» TASK REQUIREMENTS
Among the records, which lines include "write"? List them.

Records from a data source
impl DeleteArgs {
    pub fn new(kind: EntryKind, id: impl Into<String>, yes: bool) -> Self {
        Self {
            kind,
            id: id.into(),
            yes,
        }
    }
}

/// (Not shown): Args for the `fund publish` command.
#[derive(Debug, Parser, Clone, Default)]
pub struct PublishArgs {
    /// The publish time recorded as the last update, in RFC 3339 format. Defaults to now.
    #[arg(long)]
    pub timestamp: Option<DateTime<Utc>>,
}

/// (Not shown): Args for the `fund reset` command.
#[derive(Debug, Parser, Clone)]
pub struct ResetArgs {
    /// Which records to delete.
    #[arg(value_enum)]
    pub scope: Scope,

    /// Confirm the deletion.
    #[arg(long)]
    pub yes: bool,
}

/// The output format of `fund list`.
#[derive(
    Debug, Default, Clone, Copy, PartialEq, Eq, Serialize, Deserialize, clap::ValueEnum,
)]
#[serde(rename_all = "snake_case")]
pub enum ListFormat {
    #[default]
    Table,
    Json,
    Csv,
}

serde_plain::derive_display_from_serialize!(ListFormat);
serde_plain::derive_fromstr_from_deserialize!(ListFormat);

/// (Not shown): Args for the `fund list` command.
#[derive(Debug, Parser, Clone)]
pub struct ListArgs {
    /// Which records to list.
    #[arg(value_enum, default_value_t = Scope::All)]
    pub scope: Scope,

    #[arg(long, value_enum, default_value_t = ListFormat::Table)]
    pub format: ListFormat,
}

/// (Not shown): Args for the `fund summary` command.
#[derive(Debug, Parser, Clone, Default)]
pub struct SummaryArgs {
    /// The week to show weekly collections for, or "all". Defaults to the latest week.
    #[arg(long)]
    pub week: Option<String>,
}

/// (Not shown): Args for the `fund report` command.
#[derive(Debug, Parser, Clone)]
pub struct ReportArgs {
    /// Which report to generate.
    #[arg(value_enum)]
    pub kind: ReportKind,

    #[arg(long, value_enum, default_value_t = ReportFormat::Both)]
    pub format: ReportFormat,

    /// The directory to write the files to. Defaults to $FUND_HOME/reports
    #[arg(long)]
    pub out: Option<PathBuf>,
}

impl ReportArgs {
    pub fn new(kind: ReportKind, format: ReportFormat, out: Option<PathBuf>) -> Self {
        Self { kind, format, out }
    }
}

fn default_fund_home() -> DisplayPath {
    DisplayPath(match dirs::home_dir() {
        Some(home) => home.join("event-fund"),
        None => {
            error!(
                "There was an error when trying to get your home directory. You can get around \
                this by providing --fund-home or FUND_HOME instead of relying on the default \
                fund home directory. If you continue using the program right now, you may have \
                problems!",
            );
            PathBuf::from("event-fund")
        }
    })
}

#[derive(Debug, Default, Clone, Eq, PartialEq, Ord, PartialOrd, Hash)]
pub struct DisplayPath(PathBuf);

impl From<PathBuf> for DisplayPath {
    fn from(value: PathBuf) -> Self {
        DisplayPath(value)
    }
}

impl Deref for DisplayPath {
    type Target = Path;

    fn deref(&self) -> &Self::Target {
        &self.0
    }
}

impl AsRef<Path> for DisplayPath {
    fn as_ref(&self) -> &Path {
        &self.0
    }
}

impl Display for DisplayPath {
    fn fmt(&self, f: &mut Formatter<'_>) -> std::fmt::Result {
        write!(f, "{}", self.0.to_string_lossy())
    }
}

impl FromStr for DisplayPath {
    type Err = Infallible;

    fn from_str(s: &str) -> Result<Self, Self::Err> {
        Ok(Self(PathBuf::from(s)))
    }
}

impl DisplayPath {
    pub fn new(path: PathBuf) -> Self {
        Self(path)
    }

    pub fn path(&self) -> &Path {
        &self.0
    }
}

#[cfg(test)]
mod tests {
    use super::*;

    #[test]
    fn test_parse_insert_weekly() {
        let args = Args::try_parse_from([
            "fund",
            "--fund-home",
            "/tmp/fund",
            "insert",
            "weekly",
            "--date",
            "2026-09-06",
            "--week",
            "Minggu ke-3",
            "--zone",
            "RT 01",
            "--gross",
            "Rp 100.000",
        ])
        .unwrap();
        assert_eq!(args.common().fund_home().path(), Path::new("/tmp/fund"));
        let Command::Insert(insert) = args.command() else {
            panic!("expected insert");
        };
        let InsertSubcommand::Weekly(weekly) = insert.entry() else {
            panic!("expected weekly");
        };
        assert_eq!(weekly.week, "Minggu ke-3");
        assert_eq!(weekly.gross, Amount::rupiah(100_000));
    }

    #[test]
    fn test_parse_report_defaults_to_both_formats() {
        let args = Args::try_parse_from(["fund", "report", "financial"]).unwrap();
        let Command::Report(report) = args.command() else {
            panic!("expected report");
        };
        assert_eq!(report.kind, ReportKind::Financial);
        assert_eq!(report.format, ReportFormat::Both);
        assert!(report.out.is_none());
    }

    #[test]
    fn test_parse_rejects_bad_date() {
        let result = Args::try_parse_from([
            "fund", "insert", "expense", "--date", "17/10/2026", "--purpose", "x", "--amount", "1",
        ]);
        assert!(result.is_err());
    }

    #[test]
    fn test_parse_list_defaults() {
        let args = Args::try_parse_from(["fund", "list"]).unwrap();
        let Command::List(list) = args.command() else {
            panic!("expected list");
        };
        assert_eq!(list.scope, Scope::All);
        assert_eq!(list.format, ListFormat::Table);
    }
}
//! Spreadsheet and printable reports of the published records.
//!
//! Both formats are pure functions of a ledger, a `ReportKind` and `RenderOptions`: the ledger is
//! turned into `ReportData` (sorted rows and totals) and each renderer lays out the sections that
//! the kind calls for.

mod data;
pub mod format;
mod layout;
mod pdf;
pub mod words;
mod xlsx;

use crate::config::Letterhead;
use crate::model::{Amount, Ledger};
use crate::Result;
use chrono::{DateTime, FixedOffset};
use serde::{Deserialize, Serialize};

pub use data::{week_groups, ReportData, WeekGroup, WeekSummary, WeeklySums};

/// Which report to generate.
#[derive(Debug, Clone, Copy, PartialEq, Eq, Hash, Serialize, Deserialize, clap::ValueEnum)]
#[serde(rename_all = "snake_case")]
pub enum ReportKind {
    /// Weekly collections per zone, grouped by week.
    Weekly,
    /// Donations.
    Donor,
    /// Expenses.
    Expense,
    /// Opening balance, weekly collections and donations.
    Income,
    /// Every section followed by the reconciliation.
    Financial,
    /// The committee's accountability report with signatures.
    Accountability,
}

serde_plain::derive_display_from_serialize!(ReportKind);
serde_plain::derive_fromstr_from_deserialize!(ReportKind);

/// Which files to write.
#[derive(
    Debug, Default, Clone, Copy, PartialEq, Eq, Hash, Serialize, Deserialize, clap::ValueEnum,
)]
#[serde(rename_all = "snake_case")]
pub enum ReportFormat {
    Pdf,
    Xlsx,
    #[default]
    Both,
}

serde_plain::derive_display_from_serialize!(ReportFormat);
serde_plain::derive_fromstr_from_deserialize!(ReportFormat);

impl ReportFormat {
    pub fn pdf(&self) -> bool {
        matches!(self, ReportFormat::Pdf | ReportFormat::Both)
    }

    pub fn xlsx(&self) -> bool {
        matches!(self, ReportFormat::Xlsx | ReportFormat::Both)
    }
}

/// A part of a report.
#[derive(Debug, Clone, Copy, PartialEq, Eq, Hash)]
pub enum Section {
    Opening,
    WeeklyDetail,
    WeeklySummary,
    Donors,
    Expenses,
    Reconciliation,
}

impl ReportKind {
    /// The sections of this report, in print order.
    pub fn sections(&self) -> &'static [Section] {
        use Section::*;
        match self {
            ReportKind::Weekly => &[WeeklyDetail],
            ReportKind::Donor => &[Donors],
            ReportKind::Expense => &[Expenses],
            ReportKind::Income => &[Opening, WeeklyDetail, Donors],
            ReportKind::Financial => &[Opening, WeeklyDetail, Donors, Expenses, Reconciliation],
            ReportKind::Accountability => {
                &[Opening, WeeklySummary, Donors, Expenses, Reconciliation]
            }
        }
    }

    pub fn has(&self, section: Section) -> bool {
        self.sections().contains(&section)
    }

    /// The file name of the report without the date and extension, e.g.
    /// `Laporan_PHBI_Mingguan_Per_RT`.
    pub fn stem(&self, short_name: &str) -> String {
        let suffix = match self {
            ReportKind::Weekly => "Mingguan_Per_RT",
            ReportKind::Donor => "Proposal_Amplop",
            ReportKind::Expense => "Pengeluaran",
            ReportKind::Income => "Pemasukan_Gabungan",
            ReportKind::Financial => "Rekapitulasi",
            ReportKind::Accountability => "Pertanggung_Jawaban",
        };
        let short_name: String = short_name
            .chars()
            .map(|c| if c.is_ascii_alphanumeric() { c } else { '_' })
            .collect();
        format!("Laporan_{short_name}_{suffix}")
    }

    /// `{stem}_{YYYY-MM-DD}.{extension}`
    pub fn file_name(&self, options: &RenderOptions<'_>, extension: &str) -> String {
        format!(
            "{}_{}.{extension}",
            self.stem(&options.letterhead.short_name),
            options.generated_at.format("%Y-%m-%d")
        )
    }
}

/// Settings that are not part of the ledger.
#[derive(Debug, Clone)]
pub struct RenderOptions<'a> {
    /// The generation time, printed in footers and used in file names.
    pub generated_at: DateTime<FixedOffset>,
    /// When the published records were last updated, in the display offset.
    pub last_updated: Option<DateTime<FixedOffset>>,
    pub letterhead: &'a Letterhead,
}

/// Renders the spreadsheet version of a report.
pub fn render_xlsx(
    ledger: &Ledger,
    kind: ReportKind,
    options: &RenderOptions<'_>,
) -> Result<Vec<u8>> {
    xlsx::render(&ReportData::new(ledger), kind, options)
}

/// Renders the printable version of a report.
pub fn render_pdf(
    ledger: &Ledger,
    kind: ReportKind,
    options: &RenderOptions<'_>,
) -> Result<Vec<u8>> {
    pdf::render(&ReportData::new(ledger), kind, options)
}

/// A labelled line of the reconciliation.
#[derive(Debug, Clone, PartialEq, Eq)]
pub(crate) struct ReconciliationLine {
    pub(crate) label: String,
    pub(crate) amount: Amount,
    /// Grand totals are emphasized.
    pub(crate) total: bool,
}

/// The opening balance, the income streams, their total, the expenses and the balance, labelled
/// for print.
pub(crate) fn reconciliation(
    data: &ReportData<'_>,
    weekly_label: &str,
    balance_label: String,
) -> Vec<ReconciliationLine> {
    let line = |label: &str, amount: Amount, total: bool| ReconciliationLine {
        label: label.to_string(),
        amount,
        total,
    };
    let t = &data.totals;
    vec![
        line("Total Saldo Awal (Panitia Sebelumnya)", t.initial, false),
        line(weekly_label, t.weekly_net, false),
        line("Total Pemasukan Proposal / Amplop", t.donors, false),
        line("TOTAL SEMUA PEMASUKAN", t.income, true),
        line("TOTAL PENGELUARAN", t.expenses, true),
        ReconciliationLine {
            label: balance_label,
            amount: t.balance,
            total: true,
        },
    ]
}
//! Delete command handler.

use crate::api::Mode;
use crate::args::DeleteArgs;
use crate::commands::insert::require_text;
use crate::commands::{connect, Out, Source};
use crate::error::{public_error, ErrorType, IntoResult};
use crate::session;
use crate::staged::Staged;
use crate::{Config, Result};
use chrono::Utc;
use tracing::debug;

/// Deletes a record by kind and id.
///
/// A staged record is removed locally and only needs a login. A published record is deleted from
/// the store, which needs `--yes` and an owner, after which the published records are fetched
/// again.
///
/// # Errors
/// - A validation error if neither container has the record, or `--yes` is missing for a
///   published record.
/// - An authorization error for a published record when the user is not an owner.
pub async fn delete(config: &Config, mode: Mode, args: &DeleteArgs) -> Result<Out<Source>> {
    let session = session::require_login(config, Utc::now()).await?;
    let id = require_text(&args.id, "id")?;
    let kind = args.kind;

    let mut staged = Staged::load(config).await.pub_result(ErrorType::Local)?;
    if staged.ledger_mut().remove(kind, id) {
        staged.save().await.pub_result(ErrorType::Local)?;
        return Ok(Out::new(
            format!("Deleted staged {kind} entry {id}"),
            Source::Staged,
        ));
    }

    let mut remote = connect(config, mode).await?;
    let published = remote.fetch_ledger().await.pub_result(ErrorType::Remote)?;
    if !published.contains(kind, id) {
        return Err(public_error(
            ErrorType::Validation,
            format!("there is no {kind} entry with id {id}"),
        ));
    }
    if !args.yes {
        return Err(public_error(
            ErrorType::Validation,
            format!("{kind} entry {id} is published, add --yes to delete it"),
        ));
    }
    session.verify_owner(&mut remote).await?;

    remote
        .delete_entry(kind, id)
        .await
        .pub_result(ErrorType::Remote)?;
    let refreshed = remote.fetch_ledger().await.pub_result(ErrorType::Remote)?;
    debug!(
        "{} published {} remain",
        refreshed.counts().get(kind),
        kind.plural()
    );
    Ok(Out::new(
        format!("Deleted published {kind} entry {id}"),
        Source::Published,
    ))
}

» THE ANSWER
    /// The directory to write the files to. Defaults to $FUND_HOME/reports
        write!(f, "{}", self.0.to_string_lossy())
/// Which files to write.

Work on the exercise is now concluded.